Molecular Therapy: Oncolytics (Jun 2022)
IFNAR blockade synergizes with oncolytic VSV to prevent virus-mediated PD-L1 expression and promote antitumor T cell activity
Abstract
Oncolytic virotherapies have shown excellent promise in a variety of cancers by promoting antitumor immunity. However, the effects of oncolytic virus-mediated type I interferon (IFN-I) production on antitumor immunity remain unclear. Recent reports have highlighted immunosuppressive functions of IFN-I in the context of checkpoint inhibitor and cell-based therapies. In this study, we demonstrate that oncolytic virus-induced IFN-I promotes the expression of PD-L1 in tumor cells and leukocytes in a IFN receptor (IFNAR)-dependent manner.

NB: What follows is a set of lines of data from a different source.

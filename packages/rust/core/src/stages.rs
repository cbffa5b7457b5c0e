//! Stage implementations.
//!
//! Each stage reads a snapshot of the [`PipelineState`] and returns only the
//! fields it writes.

use std::sync::Arc;

use tracing::{debug, info, instrument};

use specextract_artifacts::ArtifactStore;
use specextract_llm::Oracles;
use specextract_shared::{Result, SpecExtractError, extract_fenced};

use crate::graph::StageId;
use crate::observe::Observer;
use crate::state::{PipelineState, StateUpdate};
use crate::swarm::Swarm;

/// Dependencies shared by every stage of a workflow.
pub struct StageContext {
    pub oracles: Oracles,
    pub swarm: Swarm,
    pub observer: Arc<dyn Observer>,
}

impl StageContext {
    fn artifacts(&self, state: &PipelineState) -> ArtifactStore {
        ArtifactStore::new(&state.output_location, self.oracles.model())
    }
}

pub const CONVERT_INSTRUCTION: &str = "Convert the HTML document into Markdown. Output should not \
contain any tables. Each table from the original document must be decomposed using headings. Your \
final output should be inside a markdown code block.";

pub fn validation_prompt(markup: &str) -> String {
    format!(
        "Check if the following document is a procurement technical specification.\n\n```html\n{markup}\n```"
    )
}

pub fn extraction_prompt(markdown: &str) -> String {
    format!(
        "Extract structured item data from the following technical specification.\n\n```markdown\n{markdown}\n```"
    )
}

pub(crate) async fn run_stage(
    id: StageId,
    ctx: &StageContext,
    state: &PipelineState,
) -> Result<StateUpdate> {
    match id {
        StageId::Validate => validate(ctx, state).await,
        StageId::Convert => convert(ctx, state).await,
        StageId::PersistIntermediate => persist_intermediate(ctx, state),
        StageId::Refine => refine(ctx, state).await,
        StageId::Extract => extract(ctx, state).await,
    }
}

#[instrument(skip_all, fields(key = %state.output_key))]
async fn validate(ctx: &StageContext, state: &PipelineState) -> Result<StateUpdate> {
    let is_target = ctx
        .oracles
        .structured
        .classify(&validation_prompt(&state.source_markup))
        .await?;

    if !is_target {
        info!("document rejected by validation gate");
        return Err(SpecExtractError::not_target(format!(
            "'{}' was classified as another kind of document",
            state.output_key
        )));
    }
    Ok(StateUpdate::default())
}

#[instrument(skip_all, fields(key = %state.output_key, bytes = state.source_markup.len()))]
async fn convert(ctx: &StageContext, state: &PipelineState) -> Result<StateUpdate> {
    let document = format!("```html\n{}\n```", state.source_markup);
    let reply = ctx.oracles.text.transform(CONVERT_INSTRUCTION, &document).await?;
    let markdown = extract_fenced(&reply, "markdown")?;
    debug!(chars = markdown.len(), "converted to markdown");
    Ok(StateUpdate::intermediate(markdown))
}

#[instrument(skip_all, fields(key = %state.output_key))]
fn persist_intermediate(ctx: &StageContext, state: &PipelineState) -> Result<StateUpdate> {
    let Some(text) = state.intermediate_text.as_deref() else {
        debug!("no intermediate text, nothing to persist");
        return Ok(StateUpdate::default());
    };
    let record = ctx.artifacts(state).write_markdown(&state.output_key, text)?;
    info!(path = %record.path.display(), "wrote intermediate markdown");
    Ok(StateUpdate::artifact(record))
}

#[instrument(skip_all, fields(key = %state.output_key))]
async fn refine(ctx: &StageContext, state: &PipelineState) -> Result<StateUpdate> {
    let markdown = state
        .intermediate_text
        .as_deref()
        .ok_or_else(|| SpecExtractError::Workflow("refine scheduled before convert".into()))?;

    let outcome = ctx
        .swarm
        .refine(state.run_id, &state.output_key, markdown)
        .await?;

    Ok(StateUpdate {
        refined_text: Some(outcome.text),
        refinement: Some(outcome.summary),
        ..Default::default()
    })
}

#[instrument(skip_all, fields(key = %state.output_key, refined = state.refined_text.is_some()))]
async fn extract(ctx: &StageContext, state: &PipelineState) -> Result<StateUpdate> {
    let input = state
        .extraction_input()
        .ok_or_else(|| SpecExtractError::Workflow("extract scheduled before convert".into()))?;

    let items = ctx
        .oracles
        .structured
        .extract_items(&extraction_prompt(input))
        .await?;

    let record = ctx.artifacts(state).write_items(&state.output_key, &items)?;
    info!(path = %record.path.display(), items = items.len(), "wrote item list");
    Ok(StateUpdate::artifact(record))
}
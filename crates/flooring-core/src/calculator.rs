//! Order cost calculation.
//!
//! All arithmetic is exact decimal arithmetic. Nothing is rounded here;
//! rounding to cents happens only when a value is displayed.

use flooring_types::{Order, OrderCosts};
use rust_decimal::Decimal;
use thiserror::Error;

/// Errors that can occur while calculating an order's costs.
#[derive(Debug, Clone, PartialEq, Eq, Error)]
pub enum CalculationError {
	/// One or more calculation inputs are not set.
	#[error("Order is missing {}", .missing.join(", "))]
	IncompleteOrder { missing: Vec<&'static str> },
	/// An intermediate value does not fit in a decimal.
	#[error("Order costs overflow")]
	Overflow,
}

/// Returns a copy of `order` with its derived cost fields replaced.
///
/// Requires area, both per-square-foot rates and the tax rate:
/// - material cost = cost per square foot * area
/// - labor cost = labor cost per square foot * area
/// - tax = (material cost + labor cost) * tax rate / 100
/// - total = material cost + labor cost + tax
pub fn calculate(order: &Order) -> Result<Order, CalculationError> {
	let (Some(area), Some(cost), Some(labor_rate), Some(tax_rate)) = (
		order.area,
		order.cost_per_square_foot,
		order.labor_cost_per_square_foot,
		order.tax_rate,
	) else {
		return Err(CalculationError::IncompleteOrder {
			missing: order.missing_rate_fields(),
		});
	};

	let material_cost = cost.checked_mul(area).ok_or(CalculationError::Overflow)?;
	let labor_cost = labor_rate
		.checked_mul(area)
		.ok_or(CalculationError::Overflow)?;
	let subtotal = material_cost
		.checked_add(labor_cost)
		.ok_or(CalculationError::Overflow)?;
	let tax = subtotal
		.checked_mul(tax_rate)
		.and_then(|t| t.checked_div(Decimal::ONE_HUNDRED))
		.ok_or(CalculationError::Overflow)?;
	let total = subtotal.checked_add(tax).ok_or(CalculationError::Overflow)?;

	let mut calculated = order.clone();
	calculated.costs = OrderCosts {
		material_cost: Some(material_cost),
		labor_cost: Some(labor_cost),
		tax: Some(tax),
		total: Some(total),
	};
	Ok(calculated)
}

Inhibition of IFN-I signaling using a monoclonal IFNAR antibody decreased IFN-I-induced PD-L1 expression and promoted tumor-specific T cell effector responses when combined with oncolytic virotherapy. Furthermore, IFNAR blockade improved therapeutic response to oncolytic virotherapy in a manner comparable with PD-L1 blockade. Our study highlights a critical immunosuppressive role of IFN-I on antitumor immunity and uses a combination strategy that improves the response to oncolytic virotherapy.